When Beijing spends big on infrastructure projects in a foreign country, one should pause and contemplate its true intentions.
The squashed National China Garden project planned for the U.S. National Arboretum in Washington DC is a vivid example of the dangers when Beijing offers generous spending to its rival.
In 2017, the Chinese regime offered to fund more than $100 million to build a 12-acre garden of temples, pavilions, and a 70-foot white pagoda in Washington, D.C. It was said to symbolize goodwill in U.S.-China relations, which excited local officials.
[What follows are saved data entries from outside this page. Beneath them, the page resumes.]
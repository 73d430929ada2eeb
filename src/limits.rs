//! Application limits

/// Maximum number of characters in a listing title.
pub const MAX_TITLE_LENGTH: usize = 100;

/// Maximum number of characters in a listing description.
pub const MAX_DESCRIPTION_LENGTH: usize = 2000;

/// Maximum number of tags on a listing.
pub const MAX_TAGS: usize = 10;

/// Maximum number of images on a listing.
pub const MAX_IMAGES: usize = 5;

/// Maximum upload size of a single image (5 MiB).
pub const MAX_IMAGE_BYTES: u64 = 5 * 1024 * 1024;

/// Image MIME types accepted by the listing wizard.
pub const SUPPORTED_IMAGE_TYPES: [&str; 4] = ["image/jpeg", "image/png", "image/webp", "image/gif"];

/// Maximum number of saved wishlist items.
pub const MAX_WISHLIST_ITEMS: usize = 100;

/// Upper bound of the price slider, in whole dollars.
pub const DEFAULT_MAX_PRICE: i64 = 5000;

/// Locations offered by the location filter.
pub const FILTER_LOCATIONS: [&str; 8] = [
    "Melbourne",
    "Sydney",
    "Brisbane",
    "Perth",
    "Adelaide",
    "Canberra",
    "Darwin",
    "Hobart",
];

/// Locations a seller can pick when creating a listing.
pub const LISTING_LOCATIONS: [&str; 10] = [
    "Melbourne",
    "Sydney",
    "Brisbane",
    "Perth",
    "Adelaide",
    "Canberra",
    "Darwin",
    "Hobart",
    "Gold Coast",
    "Newcastle",
];
//! Market Config

use std::{path::PathBuf, time::Duration};

use clap::Args;

/// Catalog, storage and submission settings.
#[derive(Debug, Args)]
pub struct MarketConfig {
    /// Directory holding saved preferences
    #[arg(long, global = true, env = "NAB_MARKET_DATA_DIR", default_value = ".nab-market")]
    pub data_dir: PathBuf,

    /// Product catalog YAML file; the bundled catalog is used when omitted
    #[arg(long, global = true, env = "NAB_MARKET_CATALOG")]
    pub catalog: Option<PathBuf>,

    /// Simulated submission latency in milliseconds
    #[arg(
        long,
        global = true,
        env = "NAB_MARKET_SUBMIT_DELAY_MS",
        default_value_t = 2_000_u64
    )]
    pub submit_delay_ms: u64,

    /// Give up on a submission after this many milliseconds
    #[arg(
        long,
        global = true,
        env = "NAB_MARKET_SUBMIT_TIMEOUT_MS",
        default_value_t = 10_000_u64
    )]
    pub submit_timeout_ms: u64,
}

impl MarketConfig {
    /// Simulated submission latency
    pub fn submit_delay(&self) -> Duration {
        Duration::from_millis(self.submit_delay_ms)
    }

    /// Submission timeout
    pub fn submit_timeout(&self) -> Duration {
        Duration::from_millis(self.submit_timeout_ms)
    }
}
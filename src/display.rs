//! Display helpers

use jiff::civil::Date;
use rust_decimal::{Decimal, RoundingStrategy, prelude::ToPrimitive};
use rusty_money::{Money, iso::Currency};

use crate::query::filters::days_since;

/// Format a price as whole Australian dollars with thousands separators, e.g. `$2,800`.
pub fn format_aud(price: &Money<'_, Currency>) -> String {
    let dollars = Decimal::new(price.to_minor_units(), 2)
        .round_dp_with_strategy(0, RoundingStrategy::MidpointAwayFromZero)
        .to_i64()
        .unwrap_or_default();

    let digits = dollars.unsigned_abs().to_string();
    let mut grouped = String::with_capacity(digits.len() + digits.len() / 3);

    for (idx, digit) in digits.chars().enumerate() {
        if idx > 0 && (digits.len() - idx) % 3 == 0 {
            grouped.push(',');
        }

        grouped.push(digit);
    }

    if dollars < 0 {
        format!("-${grouped}")
    } else {
        format!("${grouped}")
    }
}

/// Relative posted date: `Today`, `1d ago`, `12d ago`, then `DD/MM/YYYY` from 30 days on.
pub fn posted_ago(posted: Date, today: Date) -> String {
    match days_since(posted, today) {
        Some(0) => "Today".to_string(),
        Some(days) if days < 30 => format!("{days}d ago"),
        _ => posted.strftime("%d/%m/%Y").to_string(),
    }
}

/// Uppercase initials of the first two words.
pub fn initials(name: &str) -> String {
    name.split_whitespace()
        .filter_map(|word| word.chars().next())
        .flat_map(char::to_uppercase)
        .take(2)
        .collect()
}

/// Shorten `text` to `max` characters, ending with `...` when cut.
pub fn truncate(text: &str, max: usize) -> String {
    if text.chars().count() <= max {
        return text.to_string();
    }

    let cut: String = text.chars().take(max).collect();

    format!("{}...", cut.trim_end())
}

#[cfg(test)]
mod tests {
    use jiff::civil::date;
    use rusty_money::iso::AUD;

    use super::*;

    #[test]
    fn formats_whole_dollars() {
        assert_eq!(format_aud(&Money::from_minor(280_000, AUD)), "$2,800");
        assert_eq!(format_aud(&Money::from_minor(35_000, AUD)), "$350");
        assert_eq!(format_aud(&Money::from_minor(123_456_789, AUD)), "$1,234,568");
        assert_eq!(format_aud(&Money::from_minor(0, AUD)), "$0");
    }

    #[test]
    fn posted_ago_buckets() {
        let posted = date(2025, 5, 28);

        assert_eq!(posted_ago(posted, date(2025, 5, 28)), "Today");
        assert_eq!(posted_ago(posted, date(2025, 5, 29)), "1d ago");
        assert_eq!(posted_ago(posted, date(2025, 6, 26)), "29d ago");
        assert_eq!(posted_ago(posted, date(2025, 6, 27)), "28/05/2025");
    }

    #[test]
    fn initials_from_first_two_words() {
        assert_eq!(initials("Sarah Johnson"), "SJ");
        assert_eq!(initials("alex van der berg"), "AV");
        assert_eq!(initials("  Madonna "), "M");
        assert_eq!(initials(""), "");
    }

    #[test]
    fn truncate_adds_ellipsis() {
        assert_eq!(truncate("Standing desk", 20), "Standing desk");
        assert_eq!(truncate("Standing desk", 9), "Standing...");
    }
}
//! Logging Config

use clap::Args;

/// Log output format.
#[derive(Clone, Copy, Debug, PartialEq, Eq, clap::ValueEnum)]
pub enum LogFormat {
    /// Compact, human-readable logs.
    Compact,

    /// Structured JSON logs.
    Json,
}

/// Logging settings.
#[derive(Debug, Args)]
pub struct LoggingConfig {
    /// Log level (trace, debug, info, warn, error)
    #[arg(short, long, global = true, env = "RUST_LOG", default_value = "warn")]
    pub log_level: String,

    /// Log format (compact, json)
    #[arg(long, global = true, env = "LOG_FORMAT", value_enum, default_value_t = LogFormat::Compact)]
    pub log_format: LogFormat,
}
In an article released in January 2018, the Wall Street Journal reported that the structure could be used to host cultural events. Moreover, it came with a fancy promise of increasing the number of annual visitors to the National Arboretum by 40%.
It has been reported that U.S. counterintelligence officials silently squashed the landmark project over national security concerns.
A CNN exclusive report on July 23 gave more details about the maliciousness of the garden. The project was far from being a diplomatic gesture to mend relations.
The ornate Chinese garden was planned at the highest point in Washington D.C., barely two miles from the U.S. Capitol—an ideal location for gathering signals intelligence.
China also wanted to have the supplies to erect the complex of temples, pavilions, and a 70-foot white pagoda delivered in diplomatic pouches—thereby excluding them from inspection by U.S. Customs.
U.S. counterintelligence officials have prevented the would-have-been major national security hole from ever materializing.
CNN mentioned that the U.S. had investigated Huawei equipment dispersed near U.S. military installations. Multiple sources were confident that the presence of these products could grant Beijing access to America’s nuclear arsenal.
According to the sources, “the Huawei equipment has the ability to intercept not only commercial cell traffic but also the highly restricted airwaves used by the military and disrupt critical U.S. Strategic Command communications.”
As for the dismantled National China Garden effort, the Wall Street Journal reported that the U.S. Agriculture Department signed a letter of intent to construct the garden in 2003. It was signed by Jiang Zehui, the younger sister of former Chinese leader Jiang Zemin.